==== THE DATA

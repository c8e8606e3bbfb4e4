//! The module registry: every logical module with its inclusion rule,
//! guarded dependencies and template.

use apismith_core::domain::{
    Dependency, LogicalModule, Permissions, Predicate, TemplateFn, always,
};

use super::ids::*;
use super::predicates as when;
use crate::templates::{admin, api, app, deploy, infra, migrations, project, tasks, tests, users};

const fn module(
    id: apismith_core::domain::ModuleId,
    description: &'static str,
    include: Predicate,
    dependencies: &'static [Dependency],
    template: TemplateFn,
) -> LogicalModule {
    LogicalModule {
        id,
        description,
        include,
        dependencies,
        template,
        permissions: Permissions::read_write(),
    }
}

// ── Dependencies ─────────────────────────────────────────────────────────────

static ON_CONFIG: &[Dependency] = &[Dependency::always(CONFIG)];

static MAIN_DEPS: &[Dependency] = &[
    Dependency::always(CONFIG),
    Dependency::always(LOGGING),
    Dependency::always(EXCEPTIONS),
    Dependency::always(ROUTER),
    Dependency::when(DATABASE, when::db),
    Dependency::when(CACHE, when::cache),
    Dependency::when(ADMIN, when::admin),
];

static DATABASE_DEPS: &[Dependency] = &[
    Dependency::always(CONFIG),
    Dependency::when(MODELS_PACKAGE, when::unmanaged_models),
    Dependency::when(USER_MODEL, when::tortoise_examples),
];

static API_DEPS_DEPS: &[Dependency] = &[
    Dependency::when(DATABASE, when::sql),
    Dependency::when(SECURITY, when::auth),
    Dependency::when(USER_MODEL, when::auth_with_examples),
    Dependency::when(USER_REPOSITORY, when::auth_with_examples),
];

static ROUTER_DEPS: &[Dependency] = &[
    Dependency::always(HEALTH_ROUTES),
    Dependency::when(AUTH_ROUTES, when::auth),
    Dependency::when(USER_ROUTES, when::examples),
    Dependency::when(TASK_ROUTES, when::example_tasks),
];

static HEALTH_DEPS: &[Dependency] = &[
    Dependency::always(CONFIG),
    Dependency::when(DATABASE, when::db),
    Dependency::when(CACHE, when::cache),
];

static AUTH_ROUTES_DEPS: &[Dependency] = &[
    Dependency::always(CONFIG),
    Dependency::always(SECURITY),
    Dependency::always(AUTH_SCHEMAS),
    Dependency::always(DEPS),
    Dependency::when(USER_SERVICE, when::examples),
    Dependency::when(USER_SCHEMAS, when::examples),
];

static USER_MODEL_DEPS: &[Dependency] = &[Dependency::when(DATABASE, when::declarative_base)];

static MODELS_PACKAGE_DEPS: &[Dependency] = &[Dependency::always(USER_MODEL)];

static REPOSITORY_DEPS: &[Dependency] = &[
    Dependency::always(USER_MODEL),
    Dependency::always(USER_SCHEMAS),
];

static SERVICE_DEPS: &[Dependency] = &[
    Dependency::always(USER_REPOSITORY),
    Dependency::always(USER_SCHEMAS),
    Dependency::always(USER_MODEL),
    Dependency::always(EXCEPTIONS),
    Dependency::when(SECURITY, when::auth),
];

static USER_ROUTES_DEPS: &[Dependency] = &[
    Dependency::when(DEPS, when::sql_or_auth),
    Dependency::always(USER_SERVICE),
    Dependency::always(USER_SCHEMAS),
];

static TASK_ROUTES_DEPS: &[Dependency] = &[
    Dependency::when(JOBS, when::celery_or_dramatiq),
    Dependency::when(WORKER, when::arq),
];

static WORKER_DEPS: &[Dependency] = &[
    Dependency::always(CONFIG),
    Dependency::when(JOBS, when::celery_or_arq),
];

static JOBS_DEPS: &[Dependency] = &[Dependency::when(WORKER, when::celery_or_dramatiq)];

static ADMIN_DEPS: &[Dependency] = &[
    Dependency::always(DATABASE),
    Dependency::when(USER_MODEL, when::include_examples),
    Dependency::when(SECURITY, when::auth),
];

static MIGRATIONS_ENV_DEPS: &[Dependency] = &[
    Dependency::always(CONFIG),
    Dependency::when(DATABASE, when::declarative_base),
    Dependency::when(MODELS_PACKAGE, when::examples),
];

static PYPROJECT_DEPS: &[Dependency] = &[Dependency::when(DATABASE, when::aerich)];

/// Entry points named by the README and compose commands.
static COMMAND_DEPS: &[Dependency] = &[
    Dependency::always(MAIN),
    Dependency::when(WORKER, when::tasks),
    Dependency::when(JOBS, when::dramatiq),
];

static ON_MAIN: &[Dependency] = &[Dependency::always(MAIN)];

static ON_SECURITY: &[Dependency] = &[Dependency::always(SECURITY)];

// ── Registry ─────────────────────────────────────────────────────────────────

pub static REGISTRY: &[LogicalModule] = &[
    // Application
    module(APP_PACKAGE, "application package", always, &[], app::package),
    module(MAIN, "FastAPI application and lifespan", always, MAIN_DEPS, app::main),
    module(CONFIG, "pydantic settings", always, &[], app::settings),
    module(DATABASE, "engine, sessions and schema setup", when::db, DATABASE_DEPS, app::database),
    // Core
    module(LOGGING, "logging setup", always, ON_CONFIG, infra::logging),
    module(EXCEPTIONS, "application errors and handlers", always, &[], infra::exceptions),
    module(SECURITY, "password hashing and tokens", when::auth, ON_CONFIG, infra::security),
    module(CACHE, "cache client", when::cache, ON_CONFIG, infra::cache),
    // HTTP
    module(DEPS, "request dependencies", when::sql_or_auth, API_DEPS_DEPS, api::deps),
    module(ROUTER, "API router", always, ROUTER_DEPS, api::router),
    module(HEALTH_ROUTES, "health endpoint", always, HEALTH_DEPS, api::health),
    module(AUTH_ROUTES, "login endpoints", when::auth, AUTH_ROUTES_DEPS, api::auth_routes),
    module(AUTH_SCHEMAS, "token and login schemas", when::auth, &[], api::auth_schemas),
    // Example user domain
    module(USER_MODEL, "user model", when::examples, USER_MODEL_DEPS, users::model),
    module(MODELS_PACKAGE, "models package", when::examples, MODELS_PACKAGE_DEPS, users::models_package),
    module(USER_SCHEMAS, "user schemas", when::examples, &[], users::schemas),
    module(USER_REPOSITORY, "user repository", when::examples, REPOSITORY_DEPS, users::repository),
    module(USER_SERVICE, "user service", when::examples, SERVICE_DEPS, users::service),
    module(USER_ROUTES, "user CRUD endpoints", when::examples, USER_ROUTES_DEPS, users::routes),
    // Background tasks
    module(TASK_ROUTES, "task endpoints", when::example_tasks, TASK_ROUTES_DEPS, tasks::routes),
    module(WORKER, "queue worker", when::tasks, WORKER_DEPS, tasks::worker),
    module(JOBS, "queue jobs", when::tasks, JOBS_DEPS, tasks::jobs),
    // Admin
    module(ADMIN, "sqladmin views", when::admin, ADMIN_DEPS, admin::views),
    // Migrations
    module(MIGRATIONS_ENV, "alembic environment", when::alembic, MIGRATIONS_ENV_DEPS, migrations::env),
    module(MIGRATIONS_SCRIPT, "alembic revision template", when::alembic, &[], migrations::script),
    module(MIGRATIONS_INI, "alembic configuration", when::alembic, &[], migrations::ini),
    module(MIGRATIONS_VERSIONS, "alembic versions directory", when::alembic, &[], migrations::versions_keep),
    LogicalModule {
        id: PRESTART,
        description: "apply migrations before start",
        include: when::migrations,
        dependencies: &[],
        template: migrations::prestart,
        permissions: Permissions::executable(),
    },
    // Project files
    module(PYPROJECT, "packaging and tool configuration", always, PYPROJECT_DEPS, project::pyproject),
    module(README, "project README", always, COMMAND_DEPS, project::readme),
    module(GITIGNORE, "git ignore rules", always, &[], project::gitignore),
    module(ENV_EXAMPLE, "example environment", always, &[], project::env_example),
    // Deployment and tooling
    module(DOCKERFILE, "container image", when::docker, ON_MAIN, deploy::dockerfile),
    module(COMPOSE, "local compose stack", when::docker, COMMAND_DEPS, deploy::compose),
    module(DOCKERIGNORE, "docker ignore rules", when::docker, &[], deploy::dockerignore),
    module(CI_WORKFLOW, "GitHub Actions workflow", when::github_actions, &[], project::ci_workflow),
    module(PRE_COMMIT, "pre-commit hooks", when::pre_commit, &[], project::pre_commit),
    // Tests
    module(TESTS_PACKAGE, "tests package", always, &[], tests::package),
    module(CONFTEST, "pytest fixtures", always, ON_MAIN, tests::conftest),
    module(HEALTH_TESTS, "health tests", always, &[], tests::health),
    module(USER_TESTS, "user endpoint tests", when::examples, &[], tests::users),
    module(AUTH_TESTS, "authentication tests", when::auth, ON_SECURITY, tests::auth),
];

========
==== THE DATA

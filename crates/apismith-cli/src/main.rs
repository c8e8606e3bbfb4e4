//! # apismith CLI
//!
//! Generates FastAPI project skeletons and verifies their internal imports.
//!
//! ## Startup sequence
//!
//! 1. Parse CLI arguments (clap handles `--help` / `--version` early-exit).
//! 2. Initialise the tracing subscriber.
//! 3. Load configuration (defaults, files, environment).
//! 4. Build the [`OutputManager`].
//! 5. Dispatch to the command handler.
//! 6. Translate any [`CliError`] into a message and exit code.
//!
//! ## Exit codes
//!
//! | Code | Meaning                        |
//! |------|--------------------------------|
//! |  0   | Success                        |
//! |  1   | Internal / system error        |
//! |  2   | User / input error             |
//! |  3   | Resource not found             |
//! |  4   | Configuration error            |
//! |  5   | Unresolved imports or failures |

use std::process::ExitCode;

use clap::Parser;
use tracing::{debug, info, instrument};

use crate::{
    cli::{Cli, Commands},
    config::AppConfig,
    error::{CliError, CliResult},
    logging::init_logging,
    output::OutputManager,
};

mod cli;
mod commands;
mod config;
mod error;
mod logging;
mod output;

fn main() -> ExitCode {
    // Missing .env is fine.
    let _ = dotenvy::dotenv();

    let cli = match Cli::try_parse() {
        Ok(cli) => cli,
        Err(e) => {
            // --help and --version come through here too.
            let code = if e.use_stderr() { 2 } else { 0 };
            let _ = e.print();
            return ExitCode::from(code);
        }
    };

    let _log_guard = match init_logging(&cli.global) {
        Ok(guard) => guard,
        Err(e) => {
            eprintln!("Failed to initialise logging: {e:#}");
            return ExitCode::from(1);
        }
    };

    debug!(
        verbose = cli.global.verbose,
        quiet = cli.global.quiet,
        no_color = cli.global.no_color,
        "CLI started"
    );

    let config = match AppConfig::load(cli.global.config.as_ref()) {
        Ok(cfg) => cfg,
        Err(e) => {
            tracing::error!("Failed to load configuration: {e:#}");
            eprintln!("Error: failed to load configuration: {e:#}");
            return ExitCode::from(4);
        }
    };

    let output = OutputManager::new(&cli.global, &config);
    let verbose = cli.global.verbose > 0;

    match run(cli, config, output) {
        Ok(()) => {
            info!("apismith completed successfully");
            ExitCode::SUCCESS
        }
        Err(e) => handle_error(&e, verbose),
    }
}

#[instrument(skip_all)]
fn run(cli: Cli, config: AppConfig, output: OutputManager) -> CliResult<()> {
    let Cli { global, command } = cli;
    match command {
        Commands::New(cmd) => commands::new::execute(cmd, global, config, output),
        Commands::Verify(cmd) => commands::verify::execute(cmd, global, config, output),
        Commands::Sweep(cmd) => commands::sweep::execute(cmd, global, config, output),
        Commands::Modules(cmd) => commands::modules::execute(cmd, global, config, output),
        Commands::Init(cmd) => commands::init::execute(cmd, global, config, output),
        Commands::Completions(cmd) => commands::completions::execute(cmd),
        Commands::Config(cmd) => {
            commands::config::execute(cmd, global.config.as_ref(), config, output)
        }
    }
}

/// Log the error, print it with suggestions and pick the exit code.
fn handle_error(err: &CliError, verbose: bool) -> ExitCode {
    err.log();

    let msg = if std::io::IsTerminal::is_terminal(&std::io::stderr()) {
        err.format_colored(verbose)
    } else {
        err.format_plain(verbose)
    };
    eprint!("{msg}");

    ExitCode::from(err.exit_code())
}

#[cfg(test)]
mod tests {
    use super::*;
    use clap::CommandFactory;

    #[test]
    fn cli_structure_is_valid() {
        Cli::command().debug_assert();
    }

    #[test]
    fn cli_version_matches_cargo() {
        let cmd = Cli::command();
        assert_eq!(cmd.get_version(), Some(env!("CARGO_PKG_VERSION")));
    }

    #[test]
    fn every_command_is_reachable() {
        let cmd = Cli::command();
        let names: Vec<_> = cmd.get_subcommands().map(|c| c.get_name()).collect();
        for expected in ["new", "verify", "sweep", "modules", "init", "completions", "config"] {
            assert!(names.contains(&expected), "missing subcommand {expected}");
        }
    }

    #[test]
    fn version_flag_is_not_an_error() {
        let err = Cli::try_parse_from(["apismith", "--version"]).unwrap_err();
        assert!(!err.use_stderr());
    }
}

========

## PROBLEM REQUIREMENTS
Where the word "setup" is present in a line of the listing, copy that line.

## ANSWER SECTION
    module(DATABASE, "engine, sessions and schema setup", when::db, DATABASE_DEPS, app::database),
    module(LOGGING, "logging setup", always, ON_CONFIG, infra::logging),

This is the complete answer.